Math Journal Prompts (Grade 3)
How willing are my students to CHALLENGE themselves?
Open-ended math journal prompts are kind of like a “choose your own adventure.” Instead, it is: Choose your own challenge!
Prepare yourself for two things. You won’t regularly hear those common phrases such as “I’m done,” “I can’t do this,” or “This is too easy”. Since students can choose their own challenge, they decide what kind of challenge they are ready for.
Responses to the same prompt can look very different simply because students adjust to their own comfort level. Let’s look at an open-ended problem for third grade as an example:
Together, Anna and Nicole have 900 stickers in their collections. Use pictures, words, and numbers to share your ideas.
A less advanced or less confident math thinker might choose simpler numbers and equations. For example, they might write about how Anna has 400 stickers, and Nicole has 500 stickers. 400 + 500 = 900.
A more advanced or confident math thinker might choose the challenge of more complex numbers or ways to create or manipulate the number 900. For example, they might write about how Anna has 431 stickers, and Nicole has 469 stickers. 431 + 469 = 900.
Since open-ended prompts encourage students to attempt more than one response, you can see how students grow within their thinking. For some students, you will see that their first response is pretty simple. It acts almost like a warm-up. Then, they try strategies or numbers that are a little more… adventurous. For other students, their math journal work might show an instant need for a challenge. You might see that they interpret the prompt as a complex problem (for better or worse) because they want the toughest challenge of all. And others… well, they might stick to numbers that leave less room for error.
Keep in mind:
Reasons for choosing less challenging numbers aren’t always a sign of ability. Some students will use a limited range because they are worried about challenging themselves. Sometimes students interpret questions in more straightforward ways.
Some questions for analyzing student math journals when considering challenge:
- What numbers or coins is this student choosing to use?
- Is this student using pictorial, number line-based, or abstract computational strategies to respond to this prompt?
- Does this student pick the same strategies over time, or do they try new ways of solving related prompts from day to day?
- Is this student practicing strategies we have reviewed in a whole group or small group? Or, is this student relying on early methods that might feel safer?
I hope this post has given you some food for thought on making your student math journals an even more powerful tool in your classroom. This fall, take some time to get to know your students through their math journals. And if you spot additional ways to discover how students think about math, please share with us!
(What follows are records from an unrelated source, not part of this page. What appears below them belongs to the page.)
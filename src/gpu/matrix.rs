// SPDX-License-Identifier: GPL-3.0-only

//! Column-major 4x4 matrices as used by the quad shaders
//!
//! Layout matches WGSL `mat4x4<f32>` and GL uniform upload: element `(row, col)`
//! lives at index `col * 4 + row`.

/// 4x4 float matrix, column-major
pub type Mat4 = [f32; 16];

/// Identity matrix
pub const IDENTITY: Mat4 = [
    1.0, 0.0, 0.0, 0.0, //
    0.0, 1.0, 0.0, 0.0, //
    0.0, 0.0, 1.0, 0.0, //
    0.0, 0.0, 0.0, 1.0,
];

/// Scale matrix
pub fn scale(x: f32, y: f32, z: f32) -> Mat4 {
    let mut m = IDENTITY;
    m[0] = x;
    m[5] = y;
    m[10] = z;
    m
}

/// Matrix product `a * b`
pub fn multiply(a: &Mat4, b: &Mat4) -> Mat4 {
    let mut out = [0.0f32; 16];
    for col in 0..4 {
        for row in 0..4 {
            out[col * 4 + row] = (0..4).map(|k| a[k * 4 + row] * b[col * 4 + k]).sum();
        }
    }
    out
}

/// Transform a point `(x, y, 0, 1)` and return the resulting `(x, y)`
pub fn transform_point(m: &Mat4, x: f32, y: f32) -> (f32, f32) {
    (
        m[0] * x + m[4] * y + m[12],
        m[1] * x + m[5] * y + m[13],
    )
}

/// Texture transform for frames delivered top row first.
///
/// Maps texture coordinate `t` to `1 - t`, which is what a capture stream hands
/// out for buffers whose first row is the top of the image.
pub fn flip_vertical() -> Mat4 {
    let mut m = IDENTITY;
    m[5] = -1.0;
    m[13] = 1.0;
    m
}

/// Texture transform mirroring the image horizontally (`s` to `1 - s`)
pub fn flip_horizontal() -> Mat4 {
    let mut m = IDENTITY;
    m[0] = -1.0;
    m[12] = 1.0;
    m
}

/// Inverse of the 2D affine part of `m` (x/y scale, shear and translation).
///
/// Returns `None` when the xy block is singular. Used by the CPU rasterizer to
/// map framebuffer positions back into quad space.
pub fn inverse_affine_2d(m: &Mat4) -> Option<[f32; 6]> {
    let (a, b, c, d) = (m[0], m[4], m[1], m[5]);
    let (tx, ty) = (m[12], m[13]);
    let det = a * d - b * c;
    if det.abs() < f32::EPSILON {
        return None;
    }
    let inv_det = 1.0 / det;
    let ia = d * inv_det;
    let ib = -b * inv_det;
    let ic = -c * inv_det;
    let id = a * inv_det;
    Some([ia, ib, ic, id, -(ia * tx + ib * ty), -(ic * tx + id * ty)])
}
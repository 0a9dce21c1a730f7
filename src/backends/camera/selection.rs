// SPDX-License-Identifier: GPL-3.0-only

//! Capture settings negotiation
//!
//! Pure functions from a device's capabilities and a request to the settings
//! actually applied.

use super::types::{
    CameraInfo, CameraParameters, CaptureSettings, Facing, FocusMode, FpsRange, Size,
};
use tracing::debug;

/// Supported size closest to the request by Manhattan distance.
///
/// Ties go to the size enumerated first.
pub fn closest_size(sizes: &[Size], width: u32, height: u32) -> Option<Size> {
    let mut best: Option<(Size, u64)> = None;
    for size in sizes {
        let distance = size.distance_to(width, height);
        if best.is_none_or(|(_, d)| distance < d) {
            best = Some((*size, distance));
        }
    }
    best.map(|(size, _)| size)
}

/// Range with the highest upper bound; ties go to the range enumerated first
pub fn best_fps_range(ranges: &[FpsRange]) -> Option<FpsRange> {
    let mut best: Option<FpsRange> = None;
    for range in ranges {
        if best.is_none_or(|b| range.max > b.max) {
            best = Some(*range);
        }
    }
    best
}

/// Continuous-video focus if available, else auto, else leave the device alone
pub fn choose_focus_mode(modes: &[FocusMode]) -> Option<FocusMode> {
    [FocusMode::ContinuousVideo, FocusMode::Auto]
        .into_iter()
        .find(|mode| modes.contains(mode))
}

/// Clockwise rotation the display applies to the sensor image.
///
/// `device_rotation` is how far the device is turned from its natural
/// orientation. Front cameras are mirrored, so their rotation is reflected.
pub fn display_rotation(info: &CameraInfo, device_rotation: u32) -> u32 {
    let orientation = info.orientation.degrees();
    let device_rotation = device_rotation % 360;
    match info.facing {
        Facing::Front => (360 - (orientation + device_rotation) % 360) % 360,
        Facing::Back => (orientation + 360 - device_rotation) % 360,
    }
}

/// Negotiate settings for a preview of roughly `width`×`height`.
///
/// Returns `None` when the device reports no preview sizes.
pub fn negotiate(
    info: &CameraInfo,
    params: &CameraParameters,
    width: u32,
    height: u32,
    device_rotation: u32,
) -> Option<CaptureSettings> {
    let preview_size = closest_size(&params.preview_sizes, width, height)?;
    let settings = CaptureSettings {
        preview_size,
        picture_size: closest_size(&params.picture_sizes, width, height),
        fps_range: best_fps_range(&params.fps_ranges),
        focus_mode: choose_focus_mode(&params.focus_modes),
        recording_hint: true,
        display_rotation: display_rotation(info, device_rotation),
    };
    debug!(
        requested = %Size::new(width, height),
        preview = %settings.preview_size,
        fps = ?settings.fps_range,
        focus = ?settings.focus_mode,
        rotation = settings.display_rotation,
        "Negotiated capture settings"
    );
    Some(settings)
}

#[cfg(test)]
mod tests {
    use super::*;
    use crate::backends::camera::SensorRotation;

    fn camera(facing: Facing, orientation: i32) -> CameraInfo {
        CameraInfo {
            id: 0,
            name: "test".into(),
            facing,
            orientation: SensorRotation::from_degrees_int(orientation),
        }
    }

    #[test]
    fn test_exact_size_wins() {
        let sizes = [
            Size::new(640, 480),
            Size::new(1920, 1080),
            Size::new(1280, 720),
        ];
        assert_eq!(closest_size(&sizes, 1280, 720), Some(Size::new(1280, 720)));
    }

    #[test]
    fn test_size_tie_goes_to_first() {
        // Both are 100 away from 1000x1000
        let sizes = [Size::new(1100, 1000), Size::new(1000, 900)];
        assert_eq!(closest_size(&sizes, 1000, 1000), Some(Size::new(1100, 1000)));
        assert_eq!(closest_size(&[], 1, 1), None);
    }

    #[test]
    fn test_fps_highest_upper_bound() {
        let ranges = [
            FpsRange::new(15000, 30000),
            FpsRange::new(7000, 60000),
            FpsRange::new(30000, 60000),
        ];
        assert_eq!(best_fps_range(&ranges), Some(FpsRange::new(7000, 60000)));
    }

    #[test]
    fn test_focus_preference() {
        assert_eq!(
            choose_focus_mode(&[FocusMode::Auto, FocusMode::ContinuousVideo]),
            Some(FocusMode::ContinuousVideo)
        );
        assert_eq!(
            choose_focus_mode(&[FocusMode::Fixed, FocusMode::Auto]),
            Some(FocusMode::Auto)
        );
        assert_eq!(choose_focus_mode(&[FocusMode::Fixed]), None);
    }

    #[test]
    fn test_rotation_front_and_back() {
        assert_eq!(display_rotation(&camera(Facing::Front, 90), 0), 270);
        assert_eq!(display_rotation(&camera(Facing::Front, 270), 90), 0);
        assert_eq!(display_rotation(&camera(Facing::Back, 90), 0), 90);
        assert_eq!(display_rotation(&camera(Facing::Back, 90), 180), 270);
        assert_eq!(display_rotation(&camera(Facing::Back, 0), 270), 90);
    }
}
// SPDX-License-Identifier: GPL-3.0-only

//! Snapshot persistence
//!
//! ```text
//! render thread ──persist(frame, path)──▶ queue ──▶ photo-writer thread
//!                                                    encode → write → report
//! ```
//!
//! The render thread only enqueues; encoding and disk I/O run on the writer
//! thread so a snapshot never stalls the preview.

pub mod encoding;

pub use encoding::{EncodedImage, EncodingFormat, EncodingQuality, PhotoEncoder};

use crate::errors::{AppError, AppResult};
use crate::gpu::RgbaFrame;
use crate::render::PersistenceSink;
use std::path::PathBuf;
use std::sync::mpsc::{self, Receiver, Sender};
use std::sync::{Arc, Mutex};
use std::thread::{self, JoinHandle};
use tracing::{error, warn};

/// Reports the outcome of every snapshot, on the writer thread
pub type SaveCallback = Arc<dyn Fn(AppResult<PathBuf>) + Send + Sync>;

struct Job {
    frame: RgbaFrame,
    path: PathBuf,
}

/// [`PersistenceSink`] that encodes and writes snapshots on its own thread
pub struct PhotoWriter {
    tx: Mutex<Option<Sender<Job>>>,
    handle: Mutex<Option<JoinHandle<()>>>,
}

impl PhotoWriter {
    pub fn spawn(encoder: PhotoEncoder, on_saved: Option<SaveCallback>) -> AppResult<Self> {
        let (tx, rx) = mpsc::channel();
        let handle = thread::Builder::new()
            .name("photo-writer".into())
            .spawn(move || write_loop(encoder, rx, on_saved))
            .map_err(|e| AppError::Worker(format!("failed to spawn photo writer: {}", e)))?;
        Ok(Self {
            tx: Mutex::new(Some(tx)),
            handle: Mutex::new(Some(handle)),
        })
    }

    /// Write every queued snapshot, then stop the thread. Idempotent.
    pub fn finish(&self) {
        self.tx.lock().unwrap_or_else(|e| e.into_inner()).take();
        let handle = self.handle.lock().unwrap_or_else(|e| e.into_inner()).take();
        if let Some(handle) = handle
            && handle.join().is_err()
        {
            error!("Photo writer thread panicked");
        }
    }
}

impl PersistenceSink for PhotoWriter {
    fn persist(&self, frame: RgbaFrame, path: PathBuf) {
        let tx = self.tx.lock().unwrap_or_else(|e| e.into_inner());
        match tx.as_ref() {
            Some(tx) => {
                if tx.send(Job { frame, path }).is_err() {
                    warn!("Photo writer gone, snapshot dropped");
                }
            }
            None => warn!(path = %path.display(), "Photo writer finished, snapshot dropped"),
        }
    }
}

impl Drop for PhotoWriter {
    fn drop(&mut self) {
        self.finish();
    }
}

fn write_loop(encoder: PhotoEncoder, rx: Receiver<Job>, on_saved: Option<SaveCallback>) {
    while let Ok(Job { frame, path }) = rx.recv() {
        let (path, format) = encoder.resolve(&path);
        let result = encoder
            .encode(frame, format)
            .and_then(|encoded| encoder.save(&encoded, &path))
            .map(|()| path.clone())
            .map_err(AppError::from);
        if let Err(e) = &result {
            warn!(path = %path.display(), error = %e, "Snapshot not saved");
        }
        if let Some(callback) = &on_saved {
            callback(result);
        }
    }
}

#[cfg(test)]
mod tests {
    use super::*;

    #[test]
    fn test_persist_after_finish_is_dropped() {
        let saved = Arc::new(Mutex::new(Vec::new()));
        let s = Arc::clone(&saved);
        let writer = PhotoWriter::spawn(
            PhotoEncoder::default(),
            Some(Arc::new(move |r: AppResult<PathBuf>| s.lock().unwrap().push(r.is_ok()))),
        )
        .unwrap();
        writer.finish();
        writer.finish();
        writer.persist(
            RgbaFrame {
                width: 1,
                height: 1,
                data: vec![0; 4],
            },
            PathBuf::from("never.png"),
        );
        assert!(saved.lock().unwrap().is_empty());
    }

    #[test]
    fn test_writes_png_to_disk() {
        let dir = std::env::temp_dir().join(format!("photo-writer-{}", std::process::id()));
        let path = dir.join("shot.png");
        let saved = Arc::new(Mutex::new(Vec::new()));
        let s = Arc::clone(&saved);
        let writer = PhotoWriter::spawn(
            PhotoEncoder::default(),
            Some(Arc::new(move |r: AppResult<PathBuf>| {
                s.lock().unwrap().push(r.ok())
            })),
        )
        .unwrap();
        writer.persist(
            RgbaFrame {
                width: 2,
                height: 1,
                data: vec![10, 20, 30, 255, 40, 50, 60, 255],
            },
            path.clone(),
        );
        writer.finish();

        assert_eq!(saved.lock().unwrap().as_slice(), &[Some(path.clone())]);
        let decoded = image::open(&path).unwrap().to_rgba8();
        assert_eq!(decoded.dimensions(), (2, 1));
        assert_eq!(decoded.get_pixel(1, 0).0, [40, 50, 60, 255]);
        let _ = std::fs::remove_dir_all(&dir);
    }
}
I thoroughly enjoyed reading your post on not using keywords. I am already on that hill because I saw the confusion using keywords presented when I started using them. So, I stopped using them as guide to solving the problems. Instead, we have been organizing our understanding through drawings and acting the problem out for 5 minutes each day. I have utilized wordless problems but not as much as I should. I intend to buy your Math Prompts, to work with me students. I am excited about it as a matter of fact.